Are You Ashamed of Speaking Spanish?
A few months ago, I walked into a deli at 5am on a Sunday morning and asked a Latino-looking man if he would make me un sandguich (“a sandwich,” duh). I’d just spent 7 hours playing music at a Mexican-themed independence party in Manhattan — yup, I’m a DJ — and I was starving.
After specifying what kind of sandwich I was craving, I looked at the man’s name tag and it read “Toño,” short for Antonio. As Toño began shifting around condiments, veggies, bread, and other fixings, he asked in español “Where did you learn your Spanish? You speak it well.” “In Mexico,” I replied, “I was born there.” Slightly distrustful, Toño looked at my face and squinted. I could tell he was second-guessing his first impression and his cold — but playful — gaze was trying to crack me.

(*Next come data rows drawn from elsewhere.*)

//! Cached access to a Nightscout entries endpoint.
//!
//! A `GlucoseStore` owns the HTTP binding and the most recent batch of
//! entries. Fetches are gated so that many concurrent field streams share
//! one upstream request per refresh interval.

use std::sync::Arc;
use std::time::Duration;

use anyhow::{Context, Result};
use chrono::{DateTime, Utc};
use reqwest::Url;
use thiserror::Error;
use tokio::sync::Mutex;

use crate::data::GlucoseEntry;
use crate::{log_info, log_warn};

const ENABLE_LOGS: bool = true;

/// Path of the entries endpoint, relative to the server origin.
const ENTRIES_PATH: &str = "api/v1/entries/sgv.json";

/// Minimum seconds between upstream fetch attempts.
pub const REFRESH_INTERVAL_SECS: i64 = 15;

const FETCH_TIMEOUT_SECS: u64 = 10;

/// Why a fetch produced no reading.
#[derive(Debug, Clone, PartialEq, Eq, Error)]
pub enum FetchError {
    #[error("nightscout source not configured")]
    NotConfigured,
    #[error("nightscout returned no entries")]
    EmptyResult,
    #[error("nightscout request failed: {0}")]
    SourceUnavailable(String),
}

impl From<reqwest::Error> for FetchError {
    fn from(err: reqwest::Error) -> Self {
        FetchError::SourceUnavailable(err.to_string())
    }
}

#[derive(Clone)]
struct Binding {
    origin: String,
    token: String,
    client: reqwest::Client,
}

struct StoreState {
    binding: Option<Binding>,
    /// Cached entries, newest first.
    history: Vec<GlucoseEntry>,
    fetched_at: Option<DateTime<Utc>>,
    last_attempt_at: Option<DateTime<Utc>>,
    last_error: Option<FetchError>,
}

impl StoreState {
    fn refresh_due(&self, now: DateTime<Utc>) -> bool {
        match self.last_attempt_at {
            Some(at) => now - at >= chrono::Duration::seconds(REFRESH_INTERVAL_SECS),
            None => true,
        }
    }
}

pub struct GlucoseStore {
    inner: Arc<Mutex<StoreState>>,
}

impl GlucoseStore {
    pub fn new() -> Self {
        Self {
            inner: Arc::new(Mutex::new(StoreState {
                binding: None,
                history: Vec::new(),
                fetched_at: None,
                last_attempt_at: None,
                last_error: None,
            })),
        }
    }

    /// Bind the store to a Nightscout server.
    ///
    /// Any URL into the server works; only its origin is kept. Rebinding to
    /// the same origin just swaps the token and keeps the cache, a new
    /// origin drops cached entries from the old source.
    pub async fn configure(&self, url: &str, token: &str) -> Result<()> {
        let origin = derive_origin(url)?;
        let mut state = self.inner.lock().await;
        match state.binding.as_mut() {
            Some(binding) if binding.origin == origin => {
                binding.token = token.to_string();
                log_info!("Glucose store token refreshed for {}", origin);
            }
            _ => {
                let client = reqwest::Client::builder()
                    .timeout(Duration::from_secs(FETCH_TIMEOUT_SECS))
                    .build()
                    .context("Failed to build HTTP client")?;
                log_info!("Glucose store bound to {}", origin);
                state.binding = Some(Binding {
                    origin,
                    token: token.to_string(),
                    client,
                });
                state.history.clear();
                state.fetched_at = None;
                state.last_attempt_at = None;
                state.last_error = None;
            }
        }
        Ok(())
    }

    pub async fn is_configured(&self) -> bool {
        self.inner.lock().await.binding.is_some()
    }

    /// Latest reading, refreshing from the server when the gate allows.
    pub async fn fetch_latest(&self, now: DateTime<Utc>) -> Result<GlucoseEntry, FetchError> {
        self.refresh_if_due(now).await?;
        let state = self.inner.lock().await;
        state.history.first().cloned().ok_or(FetchError::EmptyResult)
    }

    /// Recent readings newest first, refreshing when the gate allows.
    pub async fn fetch_history(&self, now: DateTime<Utc>) -> Result<Vec<GlucoseEntry>, FetchError> {
        self.refresh_if_due(now).await?;
        let state = self.inner.lock().await;
        if state.history.is_empty() {
            return Err(FetchError::EmptyResult);
        }
        Ok(state.history.clone())
    }

    pub async fn cached(&self) -> Option<GlucoseEntry> {
        self.inner.lock().await.history.first().cloned()
    }

    pub async fn cached_history(&self) -> Vec<GlucoseEntry> {
        self.inner.lock().await.history.clone()
    }

    pub async fn fetched_at(&self) -> Option<DateTime<Utc>> {
        self.inner.lock().await.fetched_at
    }

    /// Whether the next fetch call would go upstream.
    pub async fn should_refresh(&self, now: DateTime<Utc>) -> bool {
        self.inner.lock().await.refresh_due(now)
    }

    async fn refresh_if_due(&self, now: DateTime<Utc>) -> Result<(), FetchError> {
        let mut state = self.inner.lock().await;
        let binding = match state.binding.as_ref() {
            Some(binding) => binding.clone(),
            None => return Err(FetchError::NotConfigured),
        };
        if !state.refresh_due(now) {
            // Between refreshes a failed source stays failed; a healthy one
            // serves the cache.
            return match state.last_error.clone() {
                Some(err) => Err(err),
                None => Ok(()),
            };
        }
        state.last_attempt_at = Some(now);
        drop(state);

        let result = pull(&binding).await;

        let mut state = self.inner.lock().await;
        match result {
            Ok(entries) => {
                log_info!(
                    "Fetched {} entries from {} (latest sgv {})",
                    entries.len(),
                    binding.origin,
                    entries[0].sgv
                );
                state.history = entries;
                state.fetched_at = Some(now);
                state.last_error = None;
                Ok(())
            }
            Err(err) => {
                log_warn!("Fetch from {} failed: {}", binding.origin, err);
                state.last_error = Some(err.clone());
                Err(err)
            }
        }
    }

    #[cfg(test)]
    pub(crate) async fn seed(&self, history: Vec<GlucoseEntry>, fetched_at: DateTime<Utc>) {
        let mut state = self.inner.lock().await;
        if state.binding.is_none() {
            state.binding = Some(Binding {
                origin: "http://127.0.0.1:1".to_string(),
                token: String::new(),
                client: reqwest::Client::new(),
            });
        }
        state.history = history;
        state.fetched_at = Some(fetched_at);
        state.last_attempt_at = Some(fetched_at);
        state.last_error = None;
    }

    #[cfg(test)]
    pub(crate) async fn binding_info(&self) -> Option<(String, String)> {
        let state = self.inner.lock().await;
        state
            .binding
            .as_ref()
            .map(|binding| (binding.origin.clone(), binding.token.clone()))
    }
}

impl Default for GlucoseStore {
    fn default() -> Self {
        Self::new()
    }
}

impl Clone for GlucoseStore {
    fn clone(&self) -> Self {
        Self {
            inner: Arc::clone(&self.inner),
        }
    }
}

async fn pull(binding: &Binding) -> Result<Vec<GlucoseEntry>, FetchError> {
    let url = format!("{}/{}", binding.origin, ENTRIES_PATH);
    let mut request = binding.client.get(&url);
    if !binding.token.is_empty() {
        request = request
            .header("api-secret", &binding.token)
            .header("Authorization", format!("Bearer {}", binding.token));
    }
    let response = request.send().await?.error_for_status()?;
    let mut entries: Vec<GlucoseEntry> = response.json().await?;
    if entries.is_empty() {
        return Err(FetchError::EmptyResult);
    }
    // Keep newest first regardless of server order.
    entries.sort_by(|a, b| b.date.cmp(&a.date));
    Ok(entries)
}

/// Reduce a URL to its `scheme://host[:port]` origin.
pub(crate) fn derive_origin(url: &str) -> Result<String> {
    let parsed = Url::parse(url).with_context(|| format!("Invalid Nightscout URL: {url}"))?;
    let host = parsed
        .host_str()
        .with_context(|| format!("Nightscout URL has no host: {url}"))?;
    Ok(match parsed.port() {
        Some(port) => format!("{}://{}:{}", parsed.scheme(), host, port),
        None => format!("{}://{}", parsed.scheme(), host),
    })
}

#[cfg(test)]
mod tests {
    use super::*;
    use crate::data::Trend;

    fn entry(sgv: i32, offset_secs: i64, now: DateTime<Utc>) -> GlucoseEntry {
        GlucoseEntry {
            sgv,
            date: now - chrono::Duration::seconds(offset_secs),
            direction: Trend::Flat,
            device: None,
            units: None,
        }
    }

    #[test]
    fn origin_keeps_explicit_port() {
        assert_eq!(
            derive_origin("http://127.0.0.1:17580/sgv.json").unwrap(),
            "http://127.0.0.1:17580"
        );
    }

    #[test]
    fn origin_drops_path_and_default_port() {
        assert_eq!(
            derive_origin("https://cgm.example.com/api/v1/entries/sgv.json").unwrap(),
            "https://cgm.example.com"
        );
        // The scheme default port normalizes away.
        assert_eq!(
            derive_origin("https://cgm.example.com:443/sgv.json").unwrap(),
            "https://cgm.example.com"
        );
    }

    #[test]
    fn origin_rejects_garbage() {
        assert!(derive_origin("127.0.0.1:17580/sgv.json").is_err());
        assert!(derive_origin("data:text/plain,hello").is_err());
        assert!(derive_origin("").is_err());
    }

    #[tokio::test]
    async fn unconfigured_store_reports_it() {
        let store = GlucoseStore::new();
        let now = Utc::now();
        assert_eq!(
            store.fetch_latest(now).await.unwrap_err(),
            FetchError::NotConfigured
        );
        assert_eq!(
            store.fetch_history(now).await.unwrap_err(),
            FetchError::NotConfigured
        );
        assert!(!store.is_configured().await);
    }

    #[tokio::test]
    async fn refresh_gate_opens_after_interval() {
        let store = GlucoseStore::new();
        let now = Utc::now();
        assert!(store.should_refresh(now).await);

        store.seed(vec![entry(120, 0, now)], now).await;
        assert!(!store.should_refresh(now).await);
        assert!(
            !store
                .should_refresh(now + chrono::Duration::seconds(14))
                .await
        );
        assert!(
            store
                .should_refresh(now + chrono::Duration::seconds(15))
                .await
        );
    }

    #[tokio::test]
    async fn cache_serves_between_refreshes() {
        let store = GlucoseStore::new();
        let now = Utc::now();
        store
            .seed(vec![entry(142, 0, now), entry(138, 300, now)], now)
            .await;

        let latest = store
            .fetch_latest(now + chrono::Duration::seconds(5))
            .await
            .unwrap();
        assert_eq!(latest.sgv, 142);

        let history = store
            .fetch_history(now + chrono::Duration::seconds(5))
            .await
            .unwrap();
        assert_eq!(history.len(), 2);
        assert_eq!(history[0].sgv, 142);
        assert_eq!(store.fetched_at().await, Some(now));
    }

    #[tokio::test]
    async fn reconfigure_same_origin_keeps_cache_and_swaps_token() {
        let store = GlucoseStore::new();
        let now = Utc::now();
        store
            .configure("http://127.0.0.1:17580/sgv.json", "first")
            .await
            .unwrap();
        store.seed(vec![entry(100, 0, now)], now).await;

        store
            .configure("http://127.0.0.1:17580/other.json", "second")
            .await
            .unwrap();
        let (origin, token) = store.binding_info().await.unwrap();
        assert_eq!(origin, "http://127.0.0.1:17580");
        assert_eq!(token, "second");
        assert_eq!(store.cached().await.unwrap().sgv, 100);
    }

    #[tokio::test]
    async fn reconfigure_new_origin_drops_cache() {
        let store = GlucoseStore::new();
        let now = Utc::now();
        store
            .configure("http://127.0.0.1:17580/sgv.json", "tok")
            .await
            .unwrap();
        store.seed(vec![entry(100, 0, now)], now).await;

        store
            .configure("https://cgm.example.com", "tok")
            .await
            .unwrap();
        assert!(store.cached().await.is_none());
        assert!(store.should_refresh(now).await);
    }

    #[tokio::test]
    async fn configure_rejects_bad_url() {
        let store = GlucoseStore::new();
        assert!(store.configure("not a url", "").await.is_err());
        assert!(!store.is_configured().await);
    }
}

Still skeptical, he quizzed me: “You don’t look Mexican. Where were you born?” “Jalisco, in the highlands,” I told him. “Con razón [no wonder],” he replied, looking down and resuming his work on the delicious sandwich I was mentally savoring. “¿Allá hay mucho güero, verdad? [There’s lots of whites over there, huh?].” “That’s what they say,” I joked. Toño giggled.

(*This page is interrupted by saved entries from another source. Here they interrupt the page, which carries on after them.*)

use std::collections::HashMap;
use std::sync::atomic::{AtomicU64, Ordering};
use std::sync::{Arc, Mutex};

use async_trait::async_trait;
use tokio::sync::{mpsc, oneshot};
use tracing::{debug, error};

use farmhand_proto::{
    LogEnvelope, PROTOCOL_VERSION, ParentMessage, ProtoError, RequestFrame, ResponseContent,
    ResponseFrame, WireError, WorkerMessage, read_frame, write_frame,
};

use crate::context::{MasterEndpoint, WorkerContext};
use crate::module::WorkerModule;

/// Run the child main loop: announce readiness, serve call frames until the
/// parent sends `Stop` or closes the pipe. Call frames run as concurrent
/// tasks; the parent enforces the in-flight cap.
pub async fn run_worker(module: WorkerModule) -> anyhow::Result<()> {
    let mut stdin = tokio::io::stdin();
    let (frame_tx, frame_rx) = mpsc::unbounded_channel::<WorkerMessage>();
    let writer = tokio::spawn(write_loop(frame_rx));

    let module = Arc::new(module);
    let endpoint = Arc::new(ChildEndpoint {
        frame_tx: frame_tx.clone(),
        pending: Mutex::new(HashMap::new()),
        next_idx: AtomicU64::new(0),
    });

    frame_tx.send(WorkerMessage::Ready {
        version: PROTOCOL_VERSION,
    })?;
    debug!("worker ready");

    loop {
        match read_frame::<_, ParentMessage>(&mut stdin).await {
            Ok(ParentMessage::Call { idx, method, args }) => {
                let module = Arc::clone(&module);
                let endpoint: Arc<dyn MasterEndpoint> = endpoint.clone();
                let ctx = WorkerContext::new(endpoint);
                let frame_tx = frame_tx.clone();
                tokio::spawn(async move {
                    let content = match module.invoke(ctx, &method, args).await {
                        Ok(value) => ResponseContent::Data(value),
                        Err(err) => ResponseContent::Error(WireError::new(format!("{err:#}"))),
                    };
                    let _ = frame_tx.send(WorkerMessage::Response(ResponseFrame { idx, content }));
                });
            }
            Ok(ParentMessage::Response(frame)) => endpoint.complete(frame),
            Ok(ParentMessage::Stop) => {
                debug!("stop requested by parent");
                break;
            }
            Err(ProtoError::Io(err)) if err.kind() == std::io::ErrorKind::UnexpectedEof => {
                debug!("parent closed the pipe");
                break;
            }
            Err(ProtoError::Io(err)) => return Err(err.into()),
            Err(ProtoError::Postcard(err)) => {
                // Length and payload were fully consumed, framing is still
                // aligned; skip the bad frame.
                error!("undecodable frame from parent: {err}");
            }
        }
    }

    drop(frame_tx);
    drop(endpoint);
    let _ = writer.await;
    Ok(())
}

async fn write_loop(mut frame_rx: mpsc::UnboundedReceiver<WorkerMessage>) {
    let mut stdout = tokio::io::stdout();
    while let Some(frame) = frame_rx.recv().await {
        if let Err(err) = write_frame(&mut stdout, &frame).await {
            error!("failed to write frame to parent: {err}");
            break;
        }
    }
}

/// Child half of the master-call bridge: allocates request ids, pairs
/// response frames with their waiters.
struct ChildEndpoint {
    frame_tx: mpsc::UnboundedSender<WorkerMessage>,
    pending: Mutex<HashMap<u64, oneshot::Sender<ResponseFrame>>>,
    next_idx: AtomicU64,
}

impl ChildEndpoint {
    fn complete(&self, frame: ResponseFrame) {
        let waiter = self
            .pending
            .lock()
            .expect("pending request table poisoned")
            .remove(&frame.idx);
        match waiter {
            Some(tx) => {
                let _ = tx.send(frame);
            }
            None => error!("response for unknown request idx {}", frame.idx),
        }
    }
}

#[async_trait]
impl MasterEndpoint for ChildEndpoint {
    async fn request(&self, mut frame: RequestFrame) -> anyhow::Result<Option<serde_json::Value>> {
        if !frame.await_response {
            frame.idx = None;
            self.frame_tx
                .send(WorkerMessage::Request(frame))
                .map_err(|_| anyhow::anyhow!("parent pipe is closed"))?;
            return Ok(None);
        }

        let idx = self.next_idx.fetch_add(1, Ordering::Relaxed);
        frame.idx = Some(idx);
        let (tx, rx) = oneshot::channel();
        self.pending
            .lock()
            .expect("pending request table poisoned")
            .insert(idx, tx);
        self.frame_tx
            .send(WorkerMessage::Request(frame))
            .map_err(|_| anyhow::anyhow!("parent pipe is closed"))?;

        let response = rx
            .await
            .map_err(|_| anyhow::anyhow!("worker shut down before the parent responded"))?;
        match response.content {
            ResponseContent::Data(value) => Ok(Some(value)),
            ResponseContent::Error(err) => Err(err.into()),
        }
    }

    async fn forward_log(&self, envelope: LogEnvelope) -> anyhow::Result<()> {
        self.frame_tx
            .send(WorkerMessage::Log(envelope))
            .map_err(|_| anyhow::anyhow!("parent pipe is closed"))?;
        Ok(())
    }
}
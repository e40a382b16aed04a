//! Farmhand — a process-local worker farm.
//!
//! A [`Farm`] multiplexes asynchronous method calls across a pool of
//! child-process workers, falling back to in-process execution while the
//! pool warms up. Workers talk back to the parent through reverse handles
//! and master-calls; their log events replay on the parent logger.
//!
//! The child side of the protocol lives in the `farmhand-worker` crate; a
//! worker binary builds a [`WorkerModule`] and hands it to
//! `farmhand_worker::run_worker`.

pub mod config;
mod error;
mod farm;
mod handle;
mod logging;
mod queue;
mod shared;
mod warmup;
mod worker;

pub use config::{FarmOptions, default_calls_per_worker, default_worker_count};
pub use error::{Error, Result};
pub use farm::{Farm, FarmEvent, MethodHandle};

pub use farmhand_proto::{
    Handle, LogLevel, RequestFrame, RequestTarget, ResponseContent, ResponseFrame, WireError,
    WireValue,
};
pub use farmhand_worker::{MasterEndpoint, ModuleRegistry, WorkerContext, WorkerModule};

Then his demeanor changed; in a benevolent but slightly disappointed tone, I overheard him say — and I say “overheard” because I felt like he was no longer talking to me — “at least you’re not ashamed of speaking Spanish.” “What a strange thing to say,” I thought to myself. In NYC, “>Latinos make up almost 30% percent of the city’s population — and, seriously, everybody everywhere seems to speak Spanish. I’ve heard the Chinese owner of the supermarket below my apartment joke around — in perfect, flawless Spanish — with the older Puerto Rican ladies who shop there during the day.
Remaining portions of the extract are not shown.